Segment Open

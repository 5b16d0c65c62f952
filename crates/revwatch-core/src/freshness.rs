//! Freshness windows deciding when a profile is worth looking at again.
//!
//! Two tiers, both measured against the current review's `crawled_at`:
//!
//! - the **sweep window** (coarse, 6 h) decides whether a scan sweep visits a
//!   profile at all;
//! - the **recheck window** (fine, 3 h) decides whether a visited profile
//!   actually triggers a crawl.
//!
//! There is no "last attempted" timestamp. A failed crawl leaves
//! `crawled_at` alone, so the profile is due again on the next sweep.

use chrono::{DateTime, TimeDelta, Utc};

pub const RECHECK_WINDOW_HOURS: i64 = 3;
pub const SWEEP_WINDOW_HOURS: i64 = 6;

#[derive(Debug, Clone, Copy, PartialEq, Eq)]
pub struct FreshnessPolicy {
  pub recheck_window: TimeDelta,
  pub sweep_window:   TimeDelta,
}

impl Default for FreshnessPolicy {
  fn default() -> Self {
    Self {
      recheck_window: TimeDelta::hours(RECHECK_WINDOW_HOURS),
      sweep_window:   TimeDelta::hours(SWEEP_WINDOW_HOURS),
    }
  }
}

impl FreshnessPolicy {
  pub fn new(recheck_window: TimeDelta, sweep_window: TimeDelta) -> Self {
    Self { recheck_window, sweep_window }
  }

  /// Should a crawl be issued for a profile whose current review was captured
  /// at `last_crawled_at`?
  pub fn should_recheck(
    &self,
    last_crawled_at: Option<DateTime<Utc>>,
    now: DateTime<Utc>,
  ) -> bool {
    window_elapsed(self.recheck_window, last_crawled_at, now)
  }

  /// Should a sweep visit this profile at all?
  pub fn should_visit(
    &self,
    last_crawled_at: Option<DateTime<Utc>>,
    now: DateTime<Utc>,
  ) -> bool {
    window_elapsed(self.sweep_window, last_crawled_at, now)
  }
}

fn window_elapsed(
  window: TimeDelta,
  last: Option<DateTime<Utc>>,
  now: DateTime<Utc>,
) -> bool {
  match last {
    None => true,
    Some(at) => now.signed_duration_since(at) >= window,
  }
}
//! Base URL plus percent-encoded path segments.

use reqwest::Url;

use crate::error::{Error, Result};

/// A parsed service base URL. Identifiers are appended with
/// [`Endpoint::join`] and never spliced into the path as text.
#[derive(Debug, Clone)]
pub(crate) struct Endpoint(Url);

impl Endpoint {
  /// Parse `base`; `what` names the setting in error messages.
  pub(crate) fn parse(base: &str, what: &str) -> Result<Self> {
    let base = base.trim();
    if base.is_empty() {
      return Err(Error::Config(format!("{what} is empty")));
    }
    let url = Url::parse(base).map_err(|e| Error::Config(format!("{what} {base:?}: {e}")))?;
    if url.cannot_be_a_base() {
      return Err(Error::Config(format!("{what} {base:?} cannot carry a path")));
    }
    Ok(Self(url))
  }

  /// The base URL with `segments` appended, each encoded as exactly one path
  /// segment (`/`, `?` and `#` inside a segment are percent-encoded).
  pub(crate) fn join<'a>(&self, segments: impl IntoIterator<Item = &'a str>) -> Url {
    let mut url = self.0.clone();
    // `parse` rejected cannot-be-a-base URLs, so this always succeeds.
    if let Ok(mut path) = url.path_segments_mut() {
      path.pop_if_empty().extend(segments);
    }
    url
  }
}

Segment Closed

■ What this task involves
How many lines of the entries above include the word "derive"? Answer with the number only.

■ Solution
2